Resolution: rejected. Nobody writes plugins for cat or ls. They're primitives with clear contracts: stdin → stdout. Extension point is pipe, not plugin API. Don't like gover build? Don't use it. Run your own builder. Your builder doesn't know the project model? gover model --json — take the contract and do whatever you want. gover is a data source, not a framework. Plugin architecture is a sign that the tool doesn't know its boundaries. gover knows: fundamental inside, subjective through pipe. See R7.

"Independent versioning in multi-module" (asked 4 times)

Origin: RFC-004 adversarial review (DeepSeek, rounds 1-4).

Challenge: multi-module projects may need independent versions per module (like OTEL).

Resolution: rejected. Asked and answered four times across four rounds. Final resolution through Three Project Types classification:

  1. Single-module — one go.mod, one tag, one release (ghset, most Go projects).
  2. Multi-module — multiple go.mod, one release, one lifecycle (resilience, golang/go).
  3. Monorepo — multiple go.mod, different lifecycles, different products (OTEL).

gover serves 1 and 2. For 3 — out of scope by design. Not a limitation. An identity. Evidence: golang/go itself has three go.mod files and one tag per release [E22]. The Go team does not independently version std, cmd, and misc. One product = one version. This was already rejected in RFC-003 (R1: module groups), stress-tested through changelog test and PHP/PhpStorm precedents. The question is closed.

"gover bump --patch with BREAKING CHANGE — dangerous"

Origin: RFC-004 adversarial review (DeepSeek, round 4).

Challenge: if conventional commits contain BREAKING CHANGE but user forces --patch, this could publish a breaking change as a patch version. Should gover block this or require confirmation?

Resolution: rejected. gover is a CLI pipe tool. Interactive prompts break pipe: gover bump --patch | xargs gover release --write --push — where would a prompt go? gover warns on stderr: warning: BREAKING CHANGE detected but --patch requested. Stdout: v1.2.4. User is in control. User's project, user's responsibility. gover is governance, not police. Subjective gates belong outside: wrap in a shell script that checks stderr for warnings. See R9.

"Why not gover release --auto?"

Origin: RFC-004 user dialogue stress-testing.

Challenge: why require explicit version? Why not gover release that automatically calls gover bump internally?

Resolution: rejected. Implicit dependency between subcommands is framework thinking. gover release does not know about gover bump. gover bump does not know about gover release. They connect through stdout: gover bump | xargs gover release --write --push. Pipe, not implicit call. Want convenience? Shell alias: alias gover-ship='v=$(gover bump) && gover release "$v" --write --push'. That's your glue, not gover's.

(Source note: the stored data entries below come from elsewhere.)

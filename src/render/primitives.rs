use serde::{Deserialize, Serialize};

use crate::error::{PickerError, PickerResult};

/// RGBA color in normalized 0..=1 channel values.
#[derive(Debug, Clone, Copy, PartialEq, Serialize, Deserialize)]
pub struct Color {
    pub red: f64,
    pub green: f64,
    pub blue: f64,
    pub alpha: f64,
}

impl Color {
    #[must_use]
    pub const fn rgba(red: f64, green: f64, blue: f64, alpha: f64) -> Self {
        Self {
            red,
            green,
            blue,
            alpha,
        }
    }

    #[must_use]
    pub const fn rgb(red: f64, green: f64, blue: f64) -> Self {
        Self::rgba(red, green, blue, 1.0)
    }

    pub fn validate(self) -> PickerResult<()> {
        for (channel, value) in [
            ("red", self.red),
            ("green", self.green),
            ("blue", self.blue),
            ("alpha", self.alpha),
        ] {
            if !value.is_finite() || !(0.0..=1.0).contains(&value) {
                return Err(PickerError::InvalidData(format!(
                    "color channel `{channel}` must be finite and in [0, 1]"
                )));
            }
        }
        Ok(())
    }
}

/// Draw command for one line segment in pixel space.
#[derive(Debug, Clone, Copy, PartialEq)]
pub struct LinePrimitive {
    pub x1: f64,
    pub y1: f64,
    pub x2: f64,
    pub y2: f64,
    pub stroke_width: f64,
    pub color: Color,
}

impl LinePrimitive {
    #[must_use]
    pub const fn new(x1: f64, y1: f64, x2: f64, y2: f64, stroke_width: f64, color: Color) -> Self {
        Self {
            x1,
            y1,
            x2,
            y2,
            stroke_width,
            color,
        }
    }

    pub fn validate(self) -> PickerResult<()> {
        if !self.x1.is_finite()
            || !self.y1.is_finite()
            || !self.x2.is_finite()
            || !self.y2.is_finite()
        {
            return Err(PickerError::InvalidData(
                "line coordinates must be finite".to_owned(),
            ));
        }
        if !self.stroke_width.is_finite() || self.stroke_width <= 0.0 {
            return Err(PickerError::InvalidData(
                "line stroke width must be finite and > 0".to_owned(),
            ));
        }
        self.color.validate()
    }
}

/// Filled axis-aligned rectangle in pixel space.
#[derive(Debug, Clone, Copy, PartialEq)]
pub struct RectPrimitive {
    pub x: f64,
    pub y: f64,
    pub width: f64,
    pub height: f64,
    pub fill_color: Color,
}

impl RectPrimitive {
    #[must_use]
    pub const fn new(x: f64, y: f64, width: f64, height: f64, fill_color: Color) -> Self {
        Self {
            x,
            y,
            width,
            height,
            fill_color,
        }
    }

    pub fn validate(self) -> PickerResult<()> {
        if !self.x.is_finite() || !self.y.is_finite() {
            return Err(PickerError::InvalidData(
                "rect origin must be finite".to_owned(),
            ));
        }
        if !self.width.is_finite()
            || !self.height.is_finite()
            || self.width < 0.0
            || self.height < 0.0
        {
            return Err(PickerError::InvalidData(
                "rect size must be finite and >= 0".to_owned(),
            ));
        }
        self.fill_color.validate()
    }
}

/// Filled circle in pixel space.
#[derive(Debug, Clone, Copy, PartialEq)]
pub struct CirclePrimitive {
    pub center_x: f64,
    pub center_y: f64,
    pub radius: f64,
    pub fill_color: Color,
}

impl CirclePrimitive {
    #[must_use]
    pub const fn new(center_x: f64, center_y: f64, radius: f64, fill_color: Color) -> Self {
        Self {
            center_x,
            center_y,
            radius,
            fill_color,
        }
    }

    pub fn validate(self) -> PickerResult<()> {
        if !self.center_x.is_finite() || !self.center_y.is_finite() {
            return Err(PickerError::InvalidData(
                "circle center must be finite".to_owned(),
            ));
        }
        if !self.radius.is_finite() || self.radius <= 0.0 {
            return Err(PickerError::InvalidData(
                "circle radius must be finite and > 0".to_owned(),
            ));
        }
        self.fill_color.validate()
    }
}

/// Horizontal text alignment relative to `TextPrimitive::x`.
#[derive(Debug, Clone, Copy, PartialEq, Eq)]
pub enum TextHAlign {
    Left,
    Center,
    Right,
}

/// Draw command for one label in pixel space.
///
/// `y` is the vertical center of the text line.
#[derive(Debug, Clone, PartialEq)]
pub struct TextPrimitive {
    pub text: String,
    pub x: f64,
    pub y: f64,
    pub font_size_px: f64,
    pub bold: bool,
    pub color: Color,
    pub h_align: TextHAlign,
}

impl TextPrimitive {
    #[must_use]
    pub fn new(
        text: impl Into<String>,
        x: f64,
        y: f64,
        font_size_px: f64,
        color: Color,
        h_align: TextHAlign,
    ) -> Self {
        Self {
            text: text.into(),
            x,
            y,
            font_size_px,
            bold: false,
            color,
            h_align,
        }
    }

    #[must_use]
    pub fn with_bold(mut self, bold: bool) -> Self {
        self.bold = bold;
        self
    }

    pub fn validate(&self) -> PickerResult<()> {
        if self.text.is_empty() {
            return Err(PickerError::InvalidData(
                "text primitive must not be empty".to_owned(),
            ));
        }
        if !self.x.is_finite() || !self.y.is_finite() {
            return Err(PickerError::InvalidData(
                "text coordinates must be finite".to_owned(),
            ));
        }
        if !self.font_size_px.is_finite() || self.font_size_px <= 0.0 {
            return Err(PickerError::InvalidData(
                "font size must be finite and > 0".to_owned(),
            ));
        }
        self.color.validate()
    }
}
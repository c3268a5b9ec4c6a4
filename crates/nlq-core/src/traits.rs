//! Core traits defining the interfaces between components.
//!
//! Every seam the orchestrator crosses is a trait, so each stage can be
//! substituted in tests and capability loss (a missing embedder, an
//! unreachable vector index) is an explicit branch rather than a
//! runtime type check.

use async_trait::async_trait;
use std::sync::Arc;
use std::time::Duration;

use crate::error::Result;
use crate::types::{CollectionTag, ResultSet, RetrievalResult, SchemaInfo};

/// Text embedding model.
#[async_trait]
pub trait Embedder: Send + Sync {
    /// Embed a single text into a fixed-dimension vector.
    /// Deterministic for identical input.
    async fn embed(&self, text: &str) -> Result<Vec<f32>>;

    /// Embedding dimension.
    fn dimension(&self) -> usize;

    /// Whether the model loaded and can serve requests. When false,
    /// callers skip the vector leg entirely.
    fn available(&self) -> bool {
        true
    }
}

/// Text completion service (the LLM). Prompt in, raw text out.
#[async_trait]
pub trait CompletionClient: Send + Sync {
    async fn complete(&self, prompt: &str) -> Result<String>;
}

/// TTL cache over an arbitrary key/value pair.
///
/// Backed in-process by default; an external store is a different
/// implementation of the same trait, not a different call site.
#[async_trait]
pub trait Cache<K, V>: Send + Sync
where
    K: Send + Sync,
    V: Send + Sync,
{
    /// Get a live (non-expired) entry.
    async fn get(&self, key: &K) -> Option<V>;

    /// Insert or replace an entry, resetting its TTL.
    async fn put(&self, key: K, value: V);

    /// Drop an entry regardless of TTL.
    async fn invalidate(&self, key: &K);
}

/// Schema metadata source for one configured data source.
#[async_trait]
pub trait SchemaLoader: Send + Sync {
    /// Load (or serve from cache) the schema snapshot, optionally
    /// restricted to the given tables.
    async fn load_schema(&self, table_filter: Option<&[String]>) -> Result<Arc<SchemaInfo>>;
}

/// Knowledge retrieval over one collection.
#[async_trait]
pub trait KnowledgeRetriever: Send + Sync {
    async fn retrieve(
        &self,
        collection: CollectionTag,
        query: &str,
        k: usize,
    ) -> Result<RetrievalResult>;
}

/// Query execution against the target database.
#[async_trait]
pub trait QueryExecutor: Send + Sync {
    /// Execute validated SQL with bound parameters, a hard timeout and
    /// a hard row cap (truncating, not failing).
    async fn execute(
        &self,
        sql: &str,
        params: &[serde_json::Value],
        timeout: Duration,
        row_limit: usize,
    ) -> Result<ResultSet>;
}
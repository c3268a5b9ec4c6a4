//! Hybrid retriever over a document store.

use std::sync::Arc;

use async_trait::async_trait;
use tracing::{debug, warn};

use nlq_core::{
    CollectionTag, Embedder, KnowledgeRetriever, Result, RetrievalConfig, RetrievalResult,
};
use nlq_index::DocumentStore;

use crate::fusion::fuse_min_max;

/// Hybrid keyword + vector retriever.
///
/// The vector leg is best-effort: an unavailable embedder or a failed
/// embed call drops it and keyword scores take full weight. Only the
/// store itself could make retrieval fail, and it never does.
pub struct HybridRetriever {
    store: Arc<DocumentStore>,
    embedder: Arc<dyn Embedder + Send + Sync>,
    config: RetrievalConfig,
}

impl HybridRetriever {
    pub fn new(
        store: Arc<DocumentStore>,
        embedder: Arc<dyn Embedder + Send + Sync>,
        config: RetrievalConfig,
    ) -> Self {
        Self {
            store,
            embedder,
            config,
        }
    }

    async fn query_vector(&self, query: &str) -> Option<Vec<f32>> {
        if !self.embedder.available() {
            return None;
        }
        match self.embedder.embed(query).await {
            Ok(vector) => Some(vector),
            Err(e) => {
                warn!("Query embedding failed, using keyword-only scoring: {}", e);
                None
            }
        }
    }
}

#[async_trait]
impl KnowledgeRetriever for HybridRetriever {
    async fn retrieve(&self, tag: CollectionTag, query: &str, k: usize) -> Result<RetrievalResult> {
        // Over-fetch per leg so fusion has candidates beyond the cut.
        let fetch_k = (k * 2).max(20);

        let hits = match self.query_vector(query).await {
            Some(vector) => {
                let (vector_hits, keyword_hits) = tokio::join!(
                    self.store.vector_search(tag, &vector, fetch_k),
                    self.store.lexical_search(tag, query, fetch_k)
                );
                debug!(
                    "Hybrid retrieval on {}: {} vector, {} keyword hits",
                    tag,
                    vector_hits.len(),
                    keyword_hits.len()
                );
                if vector_hits.is_empty() {
                    // Unbuilt or empty vector index, e.g. docs synced
                    // while the embedder was down. Keyword scores take
                    // full weight instead of being scaled down.
                    fuse_min_max(Vec::new(), keyword_hits, 0.0, 1.0, k)
                } else {
                    fuse_min_max(
                        vector_hits,
                        keyword_hits,
                        self.config.vector_weight,
                        self.config.keyword_weight,
                        k,
                    )
                }
            }
            None => {
                let keyword_hits = self.store.lexical_search(tag, query, fetch_k).await;
                debug!(
                    "Keyword-only retrieval on {}: {} hits",
                    tag,
                    keyword_hits.len()
                );
                fuse_min_max(Vec::new(), keyword_hits, 0.0, 1.0, k)
            }
        };

        Ok(RetrievalResult {
            collection: tag,
            hits,
        })
    }
}

#[cfg(test)]
mod tests {
    use super::*;
    use nlq_core::Document;
    use nlq_embed::MockEmbedder;

    async fn seeded_store(embedder: &Arc<dyn Embedder + Send + Sync>) -> Arc<DocumentStore> {
        let store = Arc::new(DocumentStore::new());
        let docs = vec![
            Document::new(CollectionTag::SqlExample, "SELECT sum(total) FROM orders GROUP BY month"),
            Document::new(CollectionTag::SqlExample, "SELECT count(*) FROM customers"),
            Document::new(CollectionTag::SqlExample, "SELECT avg(price) FROM products"),
        ];
        store.replace(CollectionTag::SqlExample, docs, embedder).await;
        store
    }

    fn config() -> RetrievalConfig {
        RetrievalConfig {
            top_k: 10,
            vector_weight: 0.7,
            keyword_weight: 0.3,
            context_cap: 20,
        }
    }

    #[tokio::test]
    async fn test_hybrid_retrieval_returns_fused_hits() {
        let embedder: Arc<dyn Embedder + Send + Sync> = Arc::new(MockEmbedder::new());
        let store = seeded_store(&embedder).await;
        let retriever = HybridRetriever::new(store, embedder, config());

        let result = retriever
            .retrieve(CollectionTag::SqlExample, "orders by month", 10)
            .await
            .unwrap();

        assert_eq!(result.collection, CollectionTag::SqlExample);
        assert!(!result.hits.is_empty());
        // The keyword match should be in the fused output.
        assert!(result
            .hits
            .iter()
            .any(|h| h.document.content.contains("orders")));
    }

    #[tokio::test]
    async fn test_unavailable_embedder_degrades_to_keyword_only() {
        // Index with embeddings, then query with a dead embedder.
        let live: Arc<dyn Embedder + Send + Sync> = Arc::new(MockEmbedder::new());
        let store = seeded_store(&live).await;

        let dead: Arc<dyn Embedder + Send + Sync> = Arc::new(MockEmbedder::unavailable());
        let retriever = HybridRetriever::new(store, dead, config());

        let result = retriever
            .retrieve(CollectionTag::SqlExample, "customers count", 10)
            .await
            .unwrap();

        // Degraded, not failed. Keyword scores carry full weight.
        assert!(!result.hits.is_empty());
        assert!(result.hits[0].document.content.contains("customers"));
        assert!(result.hits[0].score <= 1.0);
    }

    #[tokio::test]
    async fn test_unbuilt_vector_index_gives_keyword_full_weight() {
        // Docs indexed while the embedder was down, then queried with a
        // live embedder: the vector leg is empty and must not scale the
        // keyword scores by its weight.
        let dead: Arc<dyn Embedder + Send + Sync> = Arc::new(MockEmbedder::unavailable());
        let store = seeded_store(&dead).await;

        let live: Arc<dyn Embedder + Send + Sync> = Arc::new(MockEmbedder::new());
        let retriever = HybridRetriever::new(store, live, config());

        let result = retriever
            .retrieve(CollectionTag::SqlExample, "customers", 10)
            .await
            .unwrap();

        assert!(!result.hits.is_empty());
        assert!(result.hits[0].document.content.contains("customers"));
        // Top keyword hit normalizes to 1.0 and keeps full weight.
        assert!((result.hits[0].score - 1.0).abs() < 1e-6);
    }

    #[tokio::test]
    async fn test_empty_collection_yields_empty_result() {
        let embedder: Arc<dyn Embedder + Send + Sync> = Arc::new(MockEmbedder::new());
        let store = Arc::new(DocumentStore::new());
        let retriever = HybridRetriever::new(store, embedder, config());

        let result = retriever
            .retrieve(CollectionTag::Terminology, "anything", 10)
            .await
            .unwrap();
        assert!(result.hits.is_empty());
    }

    #[tokio::test]
    async fn test_k_bounds_output() {
        let embedder: Arc<dyn Embedder + Send + Sync> = Arc::new(MockEmbedder::new());
        let store = seeded_store(&embedder).await;
        let retriever = HybridRetriever::new(store, embedder, config());

        let result = retriever
            .retrieve(CollectionTag::SqlExample, "SELECT FROM", 2)
            .await
            .unwrap();
        assert!(result.hits.len() <= 2);
    }
}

"Your tool is Go-specific but algorithms are language-agnostic"

Origin: RFC-004 user dialogue stress-testing.

Challenge: bump, notes, build — these algorithms work for any language. Why limit to Go?

Resolution: the algorithms are bricks. Go knowledge is cement. Without cement — a pile of separate bricks. With cement — a foundation. gover knows replace directives, publish-state, go.mod transforms, prefix tags, Go Module Proxy immutability, go.work footguns. Remove Go knowledge — what's left? Generic version bumper (svu exists). Generic changelog generator (git-cliff exists). Generic cross-compiler (doesn't apply — GOOS/GOARCH is Go-specific). The value is not in the algorithms — it's in the Go-specific governance that connects them. See R8.